O “Mercado da Tristeza” e por qual razão tratamos a tristeza como uma derrota?

Por Delton Mendes Francelino, coordenador da Casa da Ciência e da Cultura de Barbacena, Diretor do Instituto Curupira e coordenador do Centro de Estudos em Ecologia Urbana do IF Barbacena. Autor de dois livros. Contato: whats (32) 9 8451 9914

Dedico este artigo à minha amiga, Bethânia, e pela conversa que tivemos e que me estimulou a escrever sobre este tema.

É comum na sociedade contemporânea as pessoas negarem, ou não falarem, sobre a tristeza. Parece que dizer que se está triste, ou que se está passando por momentos de profunda tristeza, é uma derrota. É uma compreensão um tanto estranha, dada a complexidade que é ser uma pessoa e, cientificamente dizendo, um ser vivo extremamente complexo e com emoções e sentimentos tão profundos e variáveis. Não há padrões definitivos para rotular a tristeza; e nem toda tristeza é depressão. Mas estar triste com constância pode indicar a necessidade de investigação sobre depressão.

Falar de tristeza não é corriqueiro, mas, por outro lado, falar de estratégias mirabolantes e “simples” para lidar com ela é super comum. Parece que todos são especialistas quando o assunto é a vida do outro.  São vários os livros e até terapias que, mesmo sem nenhuma evidência científica, buscam auxiliar “a não deixar a tristeza vir, e nem ficar”. Somente nos últimos meses eu tive acesso a discursos e materiais que, sinceramente, são verdadeiros absurdos e que não sei como Conselhos Profissionais, como o de Psicologia, não tomam frente contra isso.

Em geral, o que se perpetua frequentemente, com diferentes abordagens, é que só é triste quem quer ser triste; ou que se você está triste é porque não está se esforçando, como outras pessoas, para ser feliz. E claro: coloca-se a felicidade como uma escadinha do sucesso, que você precisa correr atrás, trabalhar, trabalhar, para alcançá-la e mantê-la. Parece que a felicidade sempre está no futuro. Meritocracia para dar e vender, como se vê. E vende: livros e podcasts que falam sobre isso e falsas ciências, perpetuando discursos assim estão sempre entre os mais ouvidos e/ou comprados. Profissionais sem formação em graduações, como psicologia, medicina psiquiátrica, dentre outras,  também têm sido amplamente procurados. A tristeza, e a negação dela, como se ela fosse uma fraqueza nossa, virou mercado; virou fonte de renda para muita gente por aí. É um verdadeiro, e pérfido, mercado da tristeza.

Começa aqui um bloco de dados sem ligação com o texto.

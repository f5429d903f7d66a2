//! Currency service - orchestrates validation, display defaults, and persistence.

use std::sync::{Arc, RwLock};

use log::debug;

use super::currencies_model::{Currency, CurrencyUpdate, NewCurrency};
use super::currencies_traits::{CurrencyRepositoryTrait, CurrencyServiceTrait};
use super::currency_validator::{
    CurrencyValidator, NumericCodeSource, RandomNumericCodeSource, ValidatedCurrency,
};
use crate::errors::Result;
use crate::reference::ReferenceCatalogTrait;

/// Service for managing currencies.
pub struct CurrencyService {
    repository: Arc<dyn CurrencyRepositoryTrait>,
    catalog: Arc<dyn ReferenceCatalogTrait>,
    code_source: Arc<dyn NumericCodeSource>,
    locale: Arc<RwLock<String>>,
}

impl CurrencyService {
    /// Creates a new CurrencyService instance.
    pub fn new(
        repository: Arc<dyn CurrencyRepositoryTrait>,
        catalog: Arc<dyn ReferenceCatalogTrait>,
        locale: Arc<RwLock<String>>,
    ) -> Self {
        Self {
            repository,
            catalog,
            code_source: Arc::new(RandomNumericCodeSource),
            locale,
        }
    }

    /// Creates a CurrencyService with a custom numeric code source.
    pub fn with_code_source(
        repository: Arc<dyn CurrencyRepositoryTrait>,
        catalog: Arc<dyn ReferenceCatalogTrait>,
        code_source: Arc<dyn NumericCodeSource>,
        locale: Arc<RwLock<String>>,
    ) -> Self {
        Self {
            repository,
            catalog,
            code_source,
            locale,
        }
    }

    /// Fills missing display name/symbol entries for the active locale.
    ///
    /// Official currencies take the reference entry's localized data;
    /// unofficial ones fall back to the ISO code.
    fn fill_display_defaults(&self, validated: &mut ValidatedCurrency, locale: &str) -> Result<()> {
        let iso_code = validated.new_currency.normalized_iso_code();

        let reference_entry = if validated.new_currency.unofficial {
            None
        } else {
            self.catalog
                .currencies(locale)?
                .into_iter()
                .find(|entry| entry.iso_code == iso_code)
        };

        let new_currency = &mut validated.new_currency;
        if !new_currency.names.contains_key(locale) {
            let name = reference_entry
                .as_ref()
                .map(|entry| entry.display_name.clone())
                .unwrap_or_else(|| iso_code.clone());
            new_currency.names.insert(locale.to_string(), name);
        }
        if !new_currency.symbols.contains_key(locale) {
            let symbol = reference_entry
                .as_ref()
                .map(|entry| entry.symbol.clone())
                .unwrap_or_else(|| iso_code.clone());
            new_currency.symbols.insert(locale.to_string(), symbol);
        }
        Ok(())
    }
}

#[async_trait::async_trait]
impl CurrencyServiceTrait for CurrencyService {
    /// Validates and persists a new currency.
    async fn create_currency(&self, new_currency: NewCurrency) -> Result<Currency> {
        let locale = self.locale.read().unwrap().clone();
        debug!(
            "Creating currency..., iso_code: {}, locale: {}",
            new_currency.iso_code, locale
        );

        let validator = CurrencyValidator::new(
            self.repository.as_ref(),
            self.catalog.as_ref(),
            self.code_source.as_ref(),
            &locale,
        );
        let mut validated = validator.run(&new_currency)?;

        self.fill_display_defaults(&mut validated, &locale)?;

        self.repository.create(validated).await
    }

    /// Updates an existing currency.
    async fn update_currency(&self, update: CurrencyUpdate) -> Result<Currency> {
        update.validate()?;
        self.repository.update(update).await
    }

    /// Deletes a currency by its ID.
    async fn delete_currency(&self, currency_id: &str) -> Result<()> {
        debug!("Deleting currency {}", currency_id);
        self.repository.delete(currency_id).await?;
        Ok(())
    }

    /// Enables or disables a currency.
    async fn set_currency_enabled(&self, currency_id: &str, enabled: bool) -> Result<Currency> {
        let currency = self.repository.get_by_id(currency_id)?;
        let mut update = CurrencyUpdate::from(currency);
        update.enabled = enabled;
        self.repository.update(update).await
    }

    /// Retrieves a currency by its ID.
    fn get_currency(&self, currency_id: &str) -> Result<Currency> {
        self.repository.get_by_id(currency_id)
    }

    /// Lists currencies, optionally filtering by enabled status.
    fn list_currencies(&self, enabled_filter: Option<bool>) -> Result<Vec<Currency>> {
        self.repository.list(enabled_filter)
    }
}
//! Reference catalog domain models.

use serde::{Deserialize, Serialize};

/// One reference currency as published for a given locale.
///
/// Read-only view over the CLDR-derived dataset; the validator treats it as
/// ground truth for official currencies.
#[derive(Debug, Clone, Serialize, Deserialize)]
#[serde(rename_all = "camelCase")]
pub struct ReferenceCurrency {
    pub iso_code: String,
    pub numeric_iso_code: Option<u16>,
    pub decimal_digits: u8,
    /// Display name localized for the queried locale.
    pub display_name: String,
    pub symbol: String,
}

Eu tenho passado por momentos profundamente tristes.  Percebo que, realmente, nesses momentos, ficamos fragilizados; extremamente fragilizados. Ficamos expostos a discursos vários que podem nos confortar. Tornamo-nos, muitas vezes, narcisísticos, egoístas, pois até culpamos outras pessoas pelos nossos problemas e nossos pesares e isso se torna uma espécie de “totem”; precisamos disso para “seguir em frente”.  É natural, eu acho, esse processo de culpar os outros. Por outro lado, natural, mas nada saudável é, com o passar do tempo, mantermos esta percepção. Chamo de “ritual da meritocracia”, esse roteiro tão apregoado por tanta gente de que “se você quer, você consegue”. Superar a depressão? Segundo as pessoas que perpetuam este “ritual”, que é quase um mantra, é só uma questão de querência: “nossa, mas tal pessoa passou pelo mesmo problema é não ficou assim, em casa e desanimado. Dá um jeito!”. Percebem como isso é grave? Eu não tive depressão diagnosticada, mas em meus momentos de profunda tristeza, por diversos motivos, encontrei em pessoas que confiava, este tipo de discurso. Raso e insensível. Cada pessoa é um universo e falas assim em nada ajudam.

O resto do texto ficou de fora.